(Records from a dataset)
########################################

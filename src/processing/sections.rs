//! Section heading vocabulary and line segmentation

use serde::{Deserialize, Serialize};
use std::collections::BTreeMap;
use std::fmt;

#[derive(Debug, Clone, Copy, PartialEq, Eq, PartialOrd, Ord, Hash, Serialize, Deserialize)]
pub enum SectionKind {
    Education,
    Skills,
    Experience,
    Projects,
    Certifications,
    Achievements,
    Objective,
}

const EXPERIENCE_HEADINGS: &[&str] = &[
    "EXPERIENCE",
    "EXPERIENCES",
    "WORK EXPERIENCE",
    "WORK",
    "WORK HISTORY",
    "PROFESSIONAL EXPERIENCE",
    "EMPLOYMENT",
    "EMPLOYMENT HISTORY",
    "CAREER HISTORY",
];

const EDUCATION_HEADINGS: &[&str] = &[
    "EDUCATION",
    "EDUCATIONAL QUALIFICATION",
    "ACADEMICS",
    "ACADEMIC BACKGROUND",
    "EDUCATIONAL BACKGROUND",
    "QUALIFICATIONS",
];

const SKILLS_HEADINGS: &[&str] = &[
    "SKILLS",
    "TECHNICAL SKILLS",
    "TECHNICAL EXPERTISE",
    "SKILL SET",
    "CORE COMPETENCIES",
    "AREAS OF EXPERTISE",
];

const PROJECTS_HEADINGS: &[&str] = &[
    "PROJECTS",
    "PERSONAL PROJECTS",
    "ACADEMIC PROJECTS",
    "PROJECT EXPERIENCE",
    "PROJECT WORK",
];

const CERTIFICATIONS_HEADINGS: &[&str] = &[
    "CERTIFICATIONS",
    "CERTIFICATION",
    "LICENSES",
    "LICENSE",
    "PROFESSIONAL CERTIFICATIONS",
];

const ACHIEVEMENTS_HEADINGS: &[&str] = &[
    "ACHIEVEMENTS",
    "AWARDS",
    "HONORS",
    "HONOURS",
    "RECOGNITION",
    "ACCOMPLISHMENTS",
];

const OBJECTIVE_HEADINGS: &[&str] = &[
    "OBJECTIVE",
    "CAREER OBJECTIVE",
    "PROFESSIONAL OBJECTIVE",
    "SUMMARY",
    "PROFILE SUMMARY",
    "PROFESSIONAL SUMMARY",
];

impl SectionKind {
    pub const ALL: [SectionKind; 7] = [
        SectionKind::Education,
        SectionKind::Skills,
        SectionKind::Experience,
        SectionKind::Projects,
        SectionKind::Certifications,
        SectionKind::Achievements,
        SectionKind::Objective,
    ];

    pub fn headings(&self) -> &'static [&'static str] {
        match self {
            SectionKind::Education => EDUCATION_HEADINGS,
            SectionKind::Skills => SKILLS_HEADINGS,
            SectionKind::Experience => EXPERIENCE_HEADINGS,
            SectionKind::Projects => PROJECTS_HEADINGS,
            SectionKind::Certifications => CERTIFICATIONS_HEADINGS,
            SectionKind::Achievements => ACHIEVEMENTS_HEADINGS,
            SectionKind::Objective => OBJECTIVE_HEADINGS,
        }
    }

    /// Canonical kind for a heading line, exact match on the upper-cased trimmed text
    pub fn from_heading(line: &str) -> Option<SectionKind> {
        let upper = line.trim().to_uppercase();
        Self::ALL
            .into_iter()
            .find(|kind| kind.headings().contains(&upper.as_str()))
    }
}

impl fmt::Display for SectionKind {
    fn fmt(&self, f: &mut fmt::Formatter<'_>) -> fmt::Result {
        let label = match self {
            SectionKind::Education => "education",
            SectionKind::Skills => "skills",
            SectionKind::Experience => "experience",
            SectionKind::Projects => "projects",
            SectionKind::Certifications => "certifications",
            SectionKind::Achievements => "achievements",
            SectionKind::Objective => "objective",
        };
        f.write_str(label)
    }
}

pub fn is_heading(line: &str) -> bool {
    SectionKind::from_heading(line).is_some()
}

/// Lines grouped under the section heading that precedes them
#[derive(Debug, Clone, Default, PartialEq, Eq)]
pub struct Sections {
    sections: BTreeMap<SectionKind, Vec<String>>,
}

impl Sections {
    /// Lines for `kind`, empty when the document has no such section
    pub fn get(&self, kind: SectionKind) -> &[String] {
        self.sections.get(&kind).map(Vec::as_slice).unwrap_or(&[])
    }

    pub fn contains(&self, kind: SectionKind) -> bool {
        self.sections.contains_key(&kind)
    }

    pub fn kinds(&self) -> impl Iterator<Item = SectionKind> + '_ {
        self.sections.keys().copied()
    }

    pub fn is_empty(&self) -> bool {
        self.sections.values().all(Vec::is_empty)
    }
}

/// Attribute each line to the most recent heading; lines before the first heading are dropped
pub fn segment<S: AsRef<str>>(lines: &[S]) -> Sections {
    let mut sections: BTreeMap<SectionKind, Vec<String>> = BTreeMap::new();
    let mut current: Option<SectionKind> = None;

    for line in lines {
        let line = line.as_ref();
        if let Some(kind) = SectionKind::from_heading(line) {
            sections.entry(kind).or_default();
            current = Some(kind);
        } else if let Some(kind) = current {
            sections.entry(kind).or_default().push(line.to_string());
        }
    }

    log::debug!(
        "Segmented {} lines into sections: {:?}",
        lines.len(),
        sections.iter().map(|(k, v)| (k, v.len())).collect::<Vec<_>>()
    );

    Sections { sections }
}

#[cfg(test)]
mod tests {
    use super::*;

    #[test]
    fn test_heading_detection_is_exact() {
        assert!(is_heading("Education"));
        assert!(is_heading("  WORK EXPERIENCE "));
        assert!(is_heading("technical skills"));
        assert!(!is_heading("Education:"));
        assert!(!is_heading("My Education"));
        assert_eq!(SectionKind::from_heading("Honours"), Some(SectionKind::Achievements));
        assert_eq!(SectionKind::from_heading("profile summary"), Some(SectionKind::Objective));
    }

    #[test]
    fn test_segment_attributes_lines() {
        let lines = ["John Smith", "EDUCATION", "MIT", "BSc CS", "2018", "SKILLS", "Python, Java"];
        let sections = segment(&lines);

        assert_eq!(sections.get(SectionKind::Education), &["MIT", "BSc CS", "2018"]);
        assert_eq!(sections.get(SectionKind::Skills), &["Python, Java"]);
        assert!(sections.get(SectionKind::Experience).is_empty());
    }

    #[test]
    fn test_segment_merges_same_kind_headings() {
        let lines = [
            "WORK EXPERIENCE",
            "Acme",
            "EDUCATION",
            "MIT",
            "EMPLOYMENT HISTORY",
            "Globex",
        ];
        let sections = segment(&lines);

        assert_eq!(sections.get(SectionKind::Experience), &["Acme", "Globex"]);
        assert_eq!(sections.get(SectionKind::Education), &["MIT"]);
    }

    #[test]
    fn test_lines_before_first_heading_are_unattributed() {
        let lines = ["Jane Doe", "jane@example.com"];
        let sections = segment(&lines);
        assert!(sections.is_empty());
        assert_eq!(sections.kinds().count(), 0);
    }
}
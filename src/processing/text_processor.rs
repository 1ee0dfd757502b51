//! Text cleaning, tokenization and casing helpers shared by the parsers

use regex::Regex;
use std::collections::HashSet;
use std::sync::LazyLock;
use unicode_segmentation::UnicodeSegmentation;

static GAINED_EXPERIENCE: LazyLock<Regex> =
    LazyLock::new(|| Regex::new(r"\bgained (hands-on )?experience\b").expect("Invalid filler regex"));

static FILLER_PHRASES: LazyLock<Regex> = LazyLock::new(|| {
    Regex::new(r"\b(used|working with|exposure to|familiar with|experience in)\b")
        .expect("Invalid filler regex")
});

static DISALLOWED_CHARS: LazyLock<Regex> =
    LazyLock::new(|| Regex::new(r"[^\w\s.\-]").expect("Invalid character class regex"));

static WHITESPACE: LazyLock<Regex> =
    LazyLock::new(|| Regex::new(r"\s+").expect("Invalid whitespace regex"));

/// Lower-case, drop filler phrases and punctuation, collapse whitespace
pub fn clean_text(text: &str) -> String {
    let lowered = normalize_unicode(text).to_lowercase();
    let cleaned = GAINED_EXPERIENCE.replace_all(&lowered, "");
    let cleaned = FILLER_PHRASES.replace_all(&cleaned, "");
    let cleaned = DISALLOWED_CHARS.replace_all(&cleaned, "");
    collapse_whitespace(&cleaned)
}

pub fn collapse_whitespace(text: &str) -> String {
    WHITESPACE.replace_all(text, " ").trim().to_string()
}

/// Map typographic punctuation to its ASCII form
pub fn normalize_unicode(text: &str) -> String {
    text.chars()
        .map(|c| match c {
            '\u{2018}' | '\u{2019}' => '\'',
            '\u{201C}' | '\u{201D}' => '"',
            '\u{2013}' | '\u{2014}' => '-',
            '\u{00A0}' => ' ',
            _ => c,
        })
        .collect()
}

/// Upper-case the first cased character of every run, lower-case the rest.
///
/// A run restarts after any character that is not alphabetic, so
/// `"node.js"` becomes `"Node.Js"` and `"3d modeling"` becomes `"3D Modeling"`.
pub fn title_case(text: &str) -> String {
    let mut result = String::with_capacity(text.len());
    let mut previous_cased = false;

    for c in text.chars() {
        if c.is_alphabetic() {
            if previous_cased {
                result.extend(c.to_lowercase());
            } else {
                result.extend(c.to_uppercase());
            }
            previous_cased = true;
        } else {
            result.push(c);
            previous_cased = false;
        }
    }

    result
}

pub struct TextProcessor {
    stop_words: HashSet<&'static str>,
}

impl Default for TextProcessor {
    fn default() -> Self {
        Self::new()
    }
}

impl TextProcessor {
    pub fn new() -> Self {
        Self {
            stop_words: ENGLISH_STOP_WORDS.iter().copied().collect(),
        }
    }

    pub fn is_stop_word(&self, word: &str) -> bool {
        self.stop_words.contains(word)
    }

    /// Lower-cased word tokens with stop words and single characters removed
    pub fn tokenize(&self, text: &str) -> Vec<String> {
        text.unicode_words()
            .map(|w| w.to_lowercase())
            .filter(|w| w.chars().count() > 1)
            .filter(|w| !self.is_stop_word(w))
            .collect()
    }
}

const ENGLISH_STOP_WORDS: &[&str] = &[
    "a", "about", "above", "after", "again", "against", "all", "also", "am", "an", "and",
    "any", "are", "as", "at", "be", "because", "been", "before", "being", "below",
    "between", "both", "but", "by", "can", "could", "did", "do", "does", "doing", "down",
    "during", "each", "etc", "few", "for", "from", "further", "had", "has", "have",
    "having", "he", "her", "here", "hers", "herself", "him", "himself", "his", "how", "i",
    "if", "in", "into", "is", "it", "its", "itself", "just", "may", "me", "more", "most",
    "must", "my", "myself", "no", "nor", "not", "now", "of", "off", "on", "once", "only",
    "or", "other", "our", "ours", "ourselves", "out", "over", "own", "per", "same", "she",
    "should", "so", "some", "such", "than", "that", "the", "their", "theirs", "them",
    "themselves", "then", "there", "these", "they", "this", "those", "through", "to",
    "too", "under", "until", "up", "upon", "us", "very", "via", "was", "we", "were",
    "what", "when", "where", "which", "while", "who", "whom", "why", "will", "with",
    "within", "without", "would", "you", "your", "yours", "yourself", "yourselves",
];

#[cfg(test)]
mod tests {
    use super::*;

    #[test]
    fn test_clean_text_removes_filler_phrases() {
        let cleaned = clean_text("Gained hands-on experience with Docker; used Python & Rust!");
        assert_eq!(cleaned, "with docker python rust");
    }

    #[test]
    fn test_clean_text_keeps_dots_and_hyphens() {
        let cleaned = clean_text("Node.js,   CI-CD   (GitHub)");
        assert_eq!(cleaned, "node.js ci-cd github");
    }

    #[test]
    fn test_title_case_matches_python_semantics() {
        assert_eq!(title_case("machine learning"), "Machine Learning");
        assert_eq!(title_case("node.js"), "Node.Js");
        assert_eq!(title_case("c++"), "C++");
        assert_eq!(title_case("ci/cd"), "Ci/Cd");
        assert_eq!(title_case("AWS"), "Aws");
        assert_eq!(title_case("3d printing"), "3D Printing");
    }

    #[test]
    fn test_tokenization_filters_stop_words() {
        let processor = TextProcessor::new();
        let tokens = processor.tokenize("Built the APIs in Rust and Go with a team");

        assert_eq!(tokens, vec!["built", "apis", "rust", "go", "team"]);
    }
}
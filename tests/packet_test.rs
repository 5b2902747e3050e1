// Integration tests for packets, builders and the chunk pool
// Tests cover: boundary-agnostic reads, copies, pool accounting, pull/push adapters
// Requires the `verify` feature

use std::io::{self, BufRead, Read};
use std::sync::Arc;

use bytes::Buf;
use proptest::prelude::*;
use packetrs::{
    Builder, ByteOrder, ChunkPool, Input, ObjectPool, Output, Packet, PacketError, PoolConfig,
    ReaderSource, Sink, Source, VerifyingChunkPool, WriterSink,
};

fn verifying(chunk_size: usize) -> Arc<VerifyingChunkPool> {
    Arc::new(VerifyingChunkPool::chunks(
        PoolConfig::new(chunk_size, 4, 8).unwrap(),
    ))
}

/// Runs `body` against a verifying pool of 16-byte chunks, then checks for leaks.
fn with_pool(body: impl FnOnce(ChunkPool)) {
    let pool = verifying(16);
    body(pool.clone());
    pool.assert_empty();
}

/// A source that hands out one byte per fill.
struct Trickle {
    data: Vec<u8>,
    at: usize,
    closes: usize,
}

impl Trickle {
    fn new(data: &[u8]) -> Self {
        Self {
            data: data.to_vec(),
            at: 0,
            closes: 0,
        }
    }
}

impl Source for Trickle {
    fn fill(&mut self, destination: &mut [u8]) -> io::Result<usize> {
        if self.at == self.data.len() || destination.is_empty() {
            return Ok(0);
        }
        destination[0] = self.data[self.at];
        self.at += 1;
        Ok(1)
    }

    fn close_source(&mut self) -> io::Result<()> {
        self.closes += 1;
        Ok(())
    }
}

// ============================================================================
// Boundary-agnostic reads
// ============================================================================

#[test]
fn test_u32_split_over_two_chunks() {
    with_pool(|pool| {
        let mut builder = Builder::new(pool);
        builder.write_fully(&[0; 6]);
        builder.write_fully(&[0x11, 0x22, 0x33, 0x44]);
        let mut packet = builder.build();
        assert_eq!(packet.chunk_count(), 2);

        packet.discard_exact(6).unwrap();
        assert_eq!(packet.read_u32(ByteOrder::BigEndian).unwrap(), 0x1122_3344);
        assert!(packet.is_empty());
    });
}

#[test]
fn test_every_primitive_at_every_offset() {
    with_pool(|pool| {
        for offset in 0..8 {
            let mut builder = Builder::new(pool.clone());
            builder.write_fully(&vec![0xEE; offset]);
            let bytes: Vec<u8> = (1..=30).collect();
            builder.write_fully(&bytes);
            let mut packet = builder.build();

            packet.discard_exact(offset).unwrap();
            assert_eq!(packet.read_u8().unwrap(), 0x01);
            assert_eq!(packet.read_u16(ByteOrder::BigEndian).unwrap(), 0x0203);
            assert_eq!(packet.read_u32(ByteOrder::LittleEndian).unwrap(), 0x0706_0504);
            assert_eq!(
                packet.read_u64(ByteOrder::BigEndian).unwrap(),
                0x0809_0a0b_0c0d_0e0f
            );
            assert_eq!(
                packet.read_f32(ByteOrder::BigEndian).unwrap(),
                f32::from_bits(0x1011_1213)
            );
            assert_eq!(
                packet.read_f64(ByteOrder::LittleEndian).unwrap(),
                f64::from_bits(0x1b1a_1918_1716_1514)
            );
            assert_eq!(packet.remaining(), 3);
        }
    });
}

#[test]
fn test_read_past_end_is_recoverable() {
    with_pool(|pool| {
        let mut packet = Packet::copy_from_slice_in(&[1, 2, 3], pool);
        match packet.read_u64(ByteOrder::BigEndian) {
            Err(PacketError::EndOfData {
                required: 8,
                available: 3,
            }) => {}
            other => panic!("unexpected result: {other:?}"),
        }
        assert_eq!(packet.read_bytes(3).unwrap().as_ref(), &[1, 2, 3]);
    });
}

#[test]
fn test_byte_at_a_time_source() {
    with_pool(|pool| {
        let mut builder = Builder::new(pool.clone());
        builder.write_i64(-5, ByteOrder::BigEndian);
        builder.write_text("Ɔk\n");
        let encoded = builder.build().read_remaining_bytes().unwrap();

        let mut input = Input::new(Trickle::new(&encoded), pool);
        assert_eq!(input.read_i64(ByteOrder::BigEndian).unwrap(), -5);
        assert_eq!(input.read_utf8_line(8).unwrap().as_deref(), Some("Ɔk"));
        assert!(input.end_of_input().unwrap());
        input.close().unwrap();
        assert_eq!(input.source().closes, 1);
    });
}

/// A source that hands out `step` bytes per fill.
struct Stepped {
    data: Vec<u8>,
    at: usize,
    step: usize,
}

impl Source for Stepped {
    fn fill(&mut self, destination: &mut [u8]) -> io::Result<usize> {
        let n = self
            .step
            .min(destination.len())
            .min(self.data.len() - self.at);
        destination[..n].copy_from_slice(&self.data[self.at..self.at + n]);
        self.at += n;
        Ok(n)
    }

    fn close_source(&mut self) -> io::Result<()> {
        Ok(())
    }
}

#[derive(Debug, Clone, Copy)]
enum Sample {
    U8(u8),
    I8(i8),
    U16(u16),
    I16(i16),
    U32(u32),
    I32(i32),
    U64(u64),
    I64(i64),
    F32(f32),
    F64(f64),
}
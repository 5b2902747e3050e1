//! Leak-detecting pool wrapper.

use std::collections::HashSet;
use std::marker::PhantomData;

use parking_lot::Mutex;

use super::{ChunkFactory, DefaultPool, ObjectPool};
use crate::chunk::Chunk;
use crate::config::PoolConfig;

/// Instances a [`VerifyingPool`] can tell apart.
pub trait Tracked {
    /// An identity that stays stable while the instance is pooled or borrowed.
    fn tracking_id(&self) -> usize;
}

impl Tracked for Chunk {
    fn tracking_id(&self) -> usize {
        self.payload_id()
    }
}

/// A verifying pool over the default chunk pool.
pub type VerifyingChunkPool = VerifyingPool<Chunk, DefaultPool<Chunk, ChunkFactory>>;

/// Wraps a pool and records every instance currently borrowed from it.
///
/// - Recycling an instance that is not currently borrowed (double release or
///   an instance from another pool) panics immediately.
/// - [`VerifyingPool::assert_empty`] panics if anything is still borrowed.
///
/// Meant for test teardown: build packets against it, release or consume
/// them, then call `assert_empty()`.
///
/// # Example
///
/// ```
/// use std::sync::Arc;
/// use packetrs::{Builder, ChunkPool, PoolConfig, VerifyingChunkPool};
///
/// let pool = Arc::new(VerifyingChunkPool::chunks(PoolConfig::default()));
/// let mut builder = Builder::new(pool.clone() as ChunkPool);
/// builder.write_text("hello");
/// let mut packet = builder.build();
/// assert_eq!(packet.read_text(0, usize::MAX)?, "hello");
///
/// pool.assert_empty();
/// # Ok::<(), packetrs::PacketError>(())
/// ```
pub struct VerifyingPool<T, P> {
    inner: P,
    borrowed: Mutex<HashSet<usize>>,
    _instances: PhantomData<fn(T) -> T>,
}

impl<T, P: ObjectPool<T>> VerifyingPool<T, P> {
    /// Wraps `inner`.
    pub fn new(inner: P) -> Self {
        Self {
            inner,
            borrowed: Mutex::new(HashSet::new()),
            _instances: PhantomData,
        }
    }

    /// Number of instances borrowed and not yet recycled.
    pub fn borrowed_count(&self) -> usize {
        self.borrowed.lock().len()
    }

    /// Panics if any borrowed instance was never recycled.
    pub fn assert_empty(&self) {
        let outstanding = self.borrowed_count();
        if outstanding > 0 {
            tracing::debug!(outstanding, "verifying pool found leaked instances");
            panic!("{outstanding} pooled instance(s) were borrowed but never recycled");
        }
    }

    /// The wrapped pool.
    pub fn inner(&self) -> &P {
        &self.inner
    }
}

impl VerifyingChunkPool {
    /// A verifying pool over a fresh [`DefaultPool`] of chunks.
    pub fn chunks(config: PoolConfig) -> Self {
        Self::new(DefaultPool::chunks(config))
    }
}

impl<T, P> ObjectPool<T> for VerifyingPool<T, P>
where
    T: Tracked,
    P: ObjectPool<T>,
{
    fn capacity(&self) -> usize {
        self.inner.capacity()
    }

    fn borrow(&self) -> T {
        let instance = self.inner.borrow();
        let fresh = self.borrowed.lock().insert(instance.tracking_id());
        assert!(fresh, "pool handed out an instance that is already borrowed");
        instance
    }

    fn recycle(&self, instance: T) {
        let known = self.borrowed.lock().remove(&instance.tracking_id());
        assert!(
            known,
            "recycled an instance that is not currently borrowed (double release or foreign instance)"
        );
        self.inner.recycle(instance);
    }

    fn dispose(&self) {
        self.inner.dispose();
    }
}

impl<T, P: std::fmt::Debug> std::fmt::Debug for VerifyingPool<T, P> {
    fn fmt(&self, f: &mut std::fmt::Formatter<'_>) -> std::fmt::Result {
        f.debug_struct("VerifyingPool")
            .field("inner", &self.inner)
            .field("borrowed", &self.borrowed.lock().len())
            .finish()
    }
}
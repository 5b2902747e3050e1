//! Bounded free-list pool.

use crossbeam_queue::ArrayQueue;

use super::ObjectPool;
use crate::chunk::Chunk;
use crate::config::PoolConfig;

/// Lifecycle hooks a [`DefaultPool`] calls on its instances.
pub trait InstanceFactory<T>: Send + Sync {
    /// Creates a new instance when the free list is empty.
    fn produce(&self) -> T;

    /// Resets a recycled instance before it is handed out again.
    fn clear(&self, instance: T) -> T {
        instance
    }

    /// Checks an instance being recycled. Panics on foreign or corrupt ones.
    fn validate(&self, _instance: &T) {}

    /// Disposes an instance the free list has no room for.
    fn dispose(&self, instance: T) {
        drop(instance);
    }
}

/// A bounded pool backed by a lock-free MPMC queue.
///
/// - `borrow` pops a free instance or produces one; it never blocks.
/// - `recycle` pushes the instance back, or disposes it when the queue is full.
/// - A pool with capacity `0` retains nothing and allocates on every borrow.
///
/// # Example
///
/// ```
/// use packetrs::{DefaultPool, ObjectPool, PoolConfig};
///
/// let pool = DefaultPool::chunks(PoolConfig::default().with_capacity(2));
/// let chunk = pool.borrow();
/// pool.recycle(chunk);
/// assert_eq!(pool.free_count(), 1);
/// pool.dispose();
/// assert_eq!(pool.free_count(), 0);
/// ```
pub struct DefaultPool<T, F> {
    free: Option<ArrayQueue<T>>,
    factory: F,
}

impl<T, F: InstanceFactory<T>> DefaultPool<T, F> {
    /// Creates a pool that retains at most `capacity` instances.
    pub fn new(capacity: usize, factory: F) -> Self {
        Self {
            free: (capacity > 0).then(|| ArrayQueue::new(capacity)),
            factory,
        }
    }

    /// Number of instances currently on the free list.
    pub fn free_count(&self) -> usize {
        self.free.as_ref().map_or(0, ArrayQueue::len)
    }

    /// The factory this pool produces instances with.
    pub fn factory(&self) -> &F {
        &self.factory
    }
}

impl DefaultPool<Chunk, ChunkFactory> {
    /// Creates a chunk pool from a configuration.
    pub fn chunks(config: PoolConfig) -> Self {
        Self::new(config.capacity(), ChunkFactory::new(config))
    }
}

impl<T, F> ObjectPool<T> for DefaultPool<T, F>
where
    T: Send,
    F: InstanceFactory<T>,
{
    fn capacity(&self) -> usize {
        self.free.as_ref().map_or(0, ArrayQueue::capacity)
    }

    fn borrow(&self) -> T {
        match self.free.as_ref().and_then(ArrayQueue::pop) {
            Some(instance) => self.factory.clear(instance),
            None => {
                tracing::trace!("free list empty, producing new instance");
                self.factory.produce()
            }
        }
    }

    fn recycle(&self, instance: T) {
        self.factory.validate(&instance);
        let rejected = match &self.free {
            Some(free) => free.push(instance).err(),
            None => Some(instance),
        };
        if let Some(instance) = rejected {
            tracing::debug!(capacity = self.capacity(), "free list full, disposing instance");
            self.factory.dispose(instance);
        }
    }

    fn dispose(&self) {
        let mut disposed = 0usize;
        if let Some(free) = &self.free {
            while let Some(instance) = free.pop() {
                self.factory.dispose(instance);
                disposed += 1;
            }
        }
        tracing::debug!(disposed, "pool disposed");
    }
}

impl<T, F> std::fmt::Debug for DefaultPool<T, F> {
    fn fmt(&self, f: &mut std::fmt::Formatter<'_>) -> std::fmt::Result {
        f.debug_struct("DefaultPool")
            .field("capacity", &self.free.as_ref().map_or(0, ArrayQueue::capacity))
            .field("free", &self.free.as_ref().map_or(0, ArrayQueue::len))
            .finish()
    }
}

/// Produces chunks of a fixed size with the configured end gap reserved.
#[derive(Debug, Clone, Copy)]
pub struct ChunkFactory {
    config: PoolConfig,
}

impl ChunkFactory {
    /// Creates a factory for the given configuration.
    pub fn new(config: PoolConfig) -> Self {
        Self { config }
    }

    /// The configuration chunks are produced with.
    pub fn config(&self) -> PoolConfig {
        self.config
    }
}

impl InstanceFactory<Chunk> for ChunkFactory {
    fn produce(&self) -> Chunk {
        let mut chunk = Chunk::new(self.config.chunk_size());
        chunk.reset_for_write_with(self.config.usable_size());
        chunk
    }

    fn clear(&self, mut chunk: Chunk) -> Chunk {
        chunk.reset_for_write_with(self.config.usable_size());
        chunk
    }

    fn validate(&self, chunk: &Chunk) {
        assert_eq!(
            chunk.capacity(),
            self.config.chunk_size(),
            "recycled chunk does not belong to this pool"
        );
        assert!(
            chunk.is_exclusive(),
            "recycled chunk is still shared with a packet copy"
        );
    }
}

########################################

> _Exercise directions_: Show all lines in the entries above where the string "such" appears.

> _Result of this task_:
    /// Lines for `kind`, empty when the document has no such section
    "should", "so", "some", "such", "than", "that", "the", "their", "theirs", "them",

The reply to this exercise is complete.